Они отправились к почтовому дому, где их действительно ожидали сытные яства и превосходное вино.
Когда с князя сняли шубу, он скорее упал, нежели сел в вольтеровское кресло в каком-то изнеможении, которое, вероятно, было следствием продолжительной и необыкновенно скорой езды.
Баур, улучшив минуту, доложил ему, что тульский губернатор уже две станции сопровождает их и желает представиться его светлости.

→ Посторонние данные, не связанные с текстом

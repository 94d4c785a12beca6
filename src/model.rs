//! Entity model: proxy hosts, certificates, upstream pools and their servers
//!
//! Inputs arrive as drafts and are validated exactly once, at the store
//! boundary (`EntityDraft::validate`). Everything downstream of the store
//! (renderer, coordinator) trusts the stored entities.

use chrono::{DateTime, Utc};
use serde::{Deserialize, Serialize};
use std::fmt;
use std::net::IpAddr;
use std::str::FromStr;

use crate::error::StoreError;

/// Store-assigned identity
pub type EntityId = i64;

#[derive(Debug, Clone, Copy, PartialEq, Eq, Hash, Serialize, Deserialize)]
#[serde(rename_all = "snake_case")]
pub enum EntityKind {
    ProxyHost,
    Certificate,
    Upstream,
    UpstreamServer,
}

impl EntityKind {
    pub fn as_str(&self) -> &'static str {
        match self {
            EntityKind::ProxyHost => "proxy_host",
            EntityKind::Certificate => "certificate",
            EntityKind::Upstream => "upstream",
            EntityKind::UpstreamServer => "upstream_server",
        }
    }
}

impl fmt::Display for EntityKind {
    fn fmt(&self, f: &mut fmt::Formatter<'_>) -> fmt::Result {
        f.write_str(self.as_str())
    }
}

#[derive(Debug, Clone, PartialEq, Serialize, Deserialize)]
pub struct ProxyHost {
    pub id: EntityId,
    /// Ordered, non-empty, normalized to lowercase
    pub domain_names: Vec<String>,
    pub forward_host: String,
    pub forward_port: u16,
    pub ssl_enabled: bool,
    pub certificate_id: Option<EntityId>,
    pub enabled: bool,
    pub created_at: DateTime<Utc>,
}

— Попроси сюда господина губернатора, — отвечал Григорий Александрович и велел своему камердинеру подать флягу с водкой.
Баур бросился за Лопухиным в другое отделение почтового дома.
— Его светлость просит ваше превосходительство к себе… Пожалуйте скорее…
Лопухин не заставил себя ждать и вошел к князю, который, сидя откинувшись на спинку кресла, отвинчивал серебряную крышку у фляги, оклеенной красным сафьяном.
Увидя вошедшего, он сделал легкое движение головой, что означало поклон, и холодно сказал:
— Напрасно вы беспокоились, я слышал, что вы проехали с нами две станции.
— Три, ваша светлость, — отвечал Андрей Иванович.
— Напрасно, повторяю вам, — возразил князь, — я, право, не мог этого знать, потому что не выходил из кареты.
Крышка между тем была отвинчена.
Светлейший налил в нее из фляги тминной водки, которую всегда употреблял, выпил, потом налил Попову, а флягу отдал Бауру, который, в свою очередь, также налил из нее, проглотил свою порцию и передал флягу камердинеру.
— Я здесь немного отдохну и позавтракаю, — продолжал Григорий Александрович, обращаясь к Лопухину, — а вы поезжайте с Богом в Тулу и потрудитесь поклониться Михаилу Никитичу, с которым я сам скоро увижусь… Вас же лично благодарю.
Князь опять сделал легкое движение головой. Андрей Иванович низко поклонился, вышел из комнаты, надел шубу, сел в сани и помчался в город.
Наступило продолжительное молчание.
Подали яичницу. Баур напомнил о ней светлейшему, полулежавшему в кресле в мрачной задумчивости.
— Яичница готова, ваша светлость! — сказал Баур.
Потемкин встрепенулся, как бы от сна и начал завтракать. Его примеру последовала и свита, и скоро яичница, а за ней и другие кушанья были истреблены по-военному.
В этот день вечером вся Тула осветилась иллюминацией. Светлейший въехал в город. Наместник, губернатор, вице-губернатор, губернские и уездные предводители с дворянством, многие военные генералы, штаб-офицеры, гарнизон, все чиновники присутственных мест встретили его у дворца.
Григорий Александрович был на этот раз в хорошем расположении духа.
Он был крайне вежлив с Кречетниковым, повторил свою благодарность Лопухину, сказал несколько приветливых слов генералам, губернскому предводителю, вице-губернатору, похвалил почетный караул, ординарцев и сделал всем остальным общие поклоны, прошел вместе с наместником и губернатором во внутренние покои дворца.
На другой день, за обеденным столом, к которому было приглашено более сорока особ, Григорий Александрович, обращаясь к Кречетникову, сидевшему с ним рядом, сказал, указывая на некоторые кушанья.